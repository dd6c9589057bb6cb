//! Transport abstraction layer for Agora.
//!
//! Provides the [`Connector`] and [`Connection`] traits that abstract over
//! the realtime channel to the backend. The concrete transport is swappable:
//! production uses WebSockets, tests use in-memory fakes.
//!
//! # Feature Flags
//!
//! - `websocket` (default) — WebSocket client transport via `tokio-tungstenite`


mod error;
mod reconnect;
#[cfg(feature = "websocket")]
mod websocket;

pub use error::TransportError;
pub use reconnect::ReconnectPolicy;
#[cfg(feature = "websocket")]
pub use websocket::{WebSocketConnection, WebSocketConnector};

use std::fmt;
use std::future::Future;
use std::sync::atomic::{AtomicU64, Ordering};

/// Counter for generating unique connection IDs.
static NEXT_CONNECTION_ID: AtomicU64 = AtomicU64::new(1);

/// Opaque identifier for a connection.
///
/// A fresh ID is minted for every successful dial, so two dials to the same
/// hub produce distinct IDs. This is what lets callers observe whether a
/// registry handed back an existing connection or opened a new one.
#[derive(Debug, Clone, Copy, PartialEq, Eq, Hash)]
pub struct ConnectionId(u64);

impl ConnectionId {
    /// Allocates the next unique `ConnectionId`.
    pub fn next() -> Self {
        Self(NEXT_CONNECTION_ID.fetch_add(1, Ordering::Relaxed))
    }

    /// Creates a `ConnectionId` from a raw `u64`.
    pub fn new(id: u64) -> Self {
        Self(id)
    }

    /// Returns the underlying `u64` value.
    pub fn into_inner(self) -> u64 {
        self.0
    }
}

impl fmt::Display for ConnectionId {
    fn fmt(&self, f: &mut fmt::Formatter<'_>) -> fmt::Result {
        write!(f, "conn-{}", self.0)
    }
}

/// Lifecycle state of a hub connection's underlying transport.
///
/// ```text
/// Disconnected ──(dial)──→ Connecting ──→ Connected
///       ↑                                     │
///       └──(policy exhausted)── Reconnecting ←┘ (transport dropped)
/// ```
#[derive(Debug, Clone, Copy, PartialEq, Eq)]
pub enum TransportState {
    /// No transport. Either never dialed, stopped, or reconnection gave up.
    Disconnected,
    /// First dial is in flight.
    Connecting,
    /// Transport is established; sends are possible.
    Connected,
    /// An established transport dropped; the reconnect policy is being walked.
    Reconnecting,
}

impl TransportState {
    /// Whether this state counts as "a connection exists or is on its way".
    ///
    /// A registry must not open a second transport for a hub in a live
    /// state — this predicate is the single-flight check.
    pub fn is_live(self) -> bool {
        matches!(
            self,
            Self::Connecting | Self::Connected | Self::Reconnecting
        )
    }
}

impl fmt::Display for TransportState {
    fn fmt(&self, f: &mut fmt::Formatter<'_>) -> fmt::Result {
        let s = match self {
            Self::Disconnected => "disconnected",
            Self::Connecting => "connecting",
            Self::Connected => "connected",
            Self::Reconnecting => "reconnecting",
        };
        f.write_str(s)
    }
}

/// Dials new outbound connections.
///
/// One connector serves every hub; the hub name selects the endpoint. The
/// access token is supplied per dial, not at construction, because
/// reconnect attempts must pick up the freshest token.
pub trait Connector: Send + Sync + 'static {
    /// The connection type produced by this connector.
    type Conn: Connection;

    /// Dials the endpoint for `hub` once, authenticating with the given
    /// bearer token.
    ///
    /// The `Send` bound matters: connection tasks are `tokio::spawn`ed,
    /// so every future crossing this seam must be sendable.
    fn dial(
        &self,
        hub: &str,
        access_token: Option<&str>,
    ) -> impl Future<Output = Result<Self::Conn, TransportError>> + Send;
}

/// A single established connection that can send and receive frames.
pub trait Connection: Send + Sync + 'static {
    /// Sends a frame to the server.
    fn send(
        &self,
        data: &[u8],
    ) -> impl Future<Output = Result<(), TransportError>> + Send;

    /// Receives the next frame from the server.
    ///
    /// Returns `Ok(None)` when the connection is cleanly closed.
    fn recv(
        &self,
    ) -> impl Future<Output = Result<Option<Vec<u8>>, TransportError>> + Send;

    /// Closes the connection.
    fn close(&self) -> impl Future<Output = Result<(), TransportError>> + Send;

    /// Returns the unique identifier for this connection.
    fn id(&self) -> ConnectionId;
}

#[cfg(test)]
mod tests {
    use super::*;

    #[test]
    fn test_connection_id_next_is_unique() {
        let a = ConnectionId::next();
        let b = ConnectionId::next();
        assert_ne!(a, b);
    }

    #[test]
    fn test_connection_id_display() {
        let id = ConnectionId::new(7);
        assert_eq!(id.to_string(), "conn-7");
    }

    #[test]
    fn test_transport_state_is_live() {
        assert!(!TransportState::Disconnected.is_live());
        assert!(TransportState::Connecting.is_live());
        assert!(TransportState::Connected.is_live());
        assert!(TransportState::Reconnecting.is_live());
    }

    #[test]
    fn test_transport_state_display() {
        assert_eq!(TransportState::Reconnecting.to_string(), "reconnecting");
        assert_eq!(TransportState::Connected.to_string(), "connected");
    }
}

---*---

• YOUR GOAL: Although the records may continue, retype only the lines from the first one through the one containing "static NEXT_CONNECTION_ID: AtomicU64", exactly as they appear.

• RESPONSE BOX:
repository dd6c9589057bb6cb
//! Transport abstraction layer for Agora.
//!
//! Provides the [`Connector`] and [`Connection`] traits that abstract over
//! the realtime channel to the backend. The concrete transport is swappable:
//! production uses WebSockets, tests use in-memory fakes.
//!
//! # Feature Flags
//!
//! - `websocket` (default) — WebSocket client transport via `tokio-tungstenite`


mod error;
mod reconnect;
#[cfg(feature = "websocket")]
mod websocket;

pub use error::TransportError;
pub use reconnect::ReconnectPolicy;
#[cfg(feature = "websocket")]
pub use websocket::{WebSocketConnection, WebSocketConnector};

use std::fmt;
use std::future::Future;
use std::sync::atomic::{AtomicU64, Ordering};

/// Counter for generating unique connection IDs.
static NEXT_CONNECTION_ID: AtomicU64 = AtomicU64::new(1);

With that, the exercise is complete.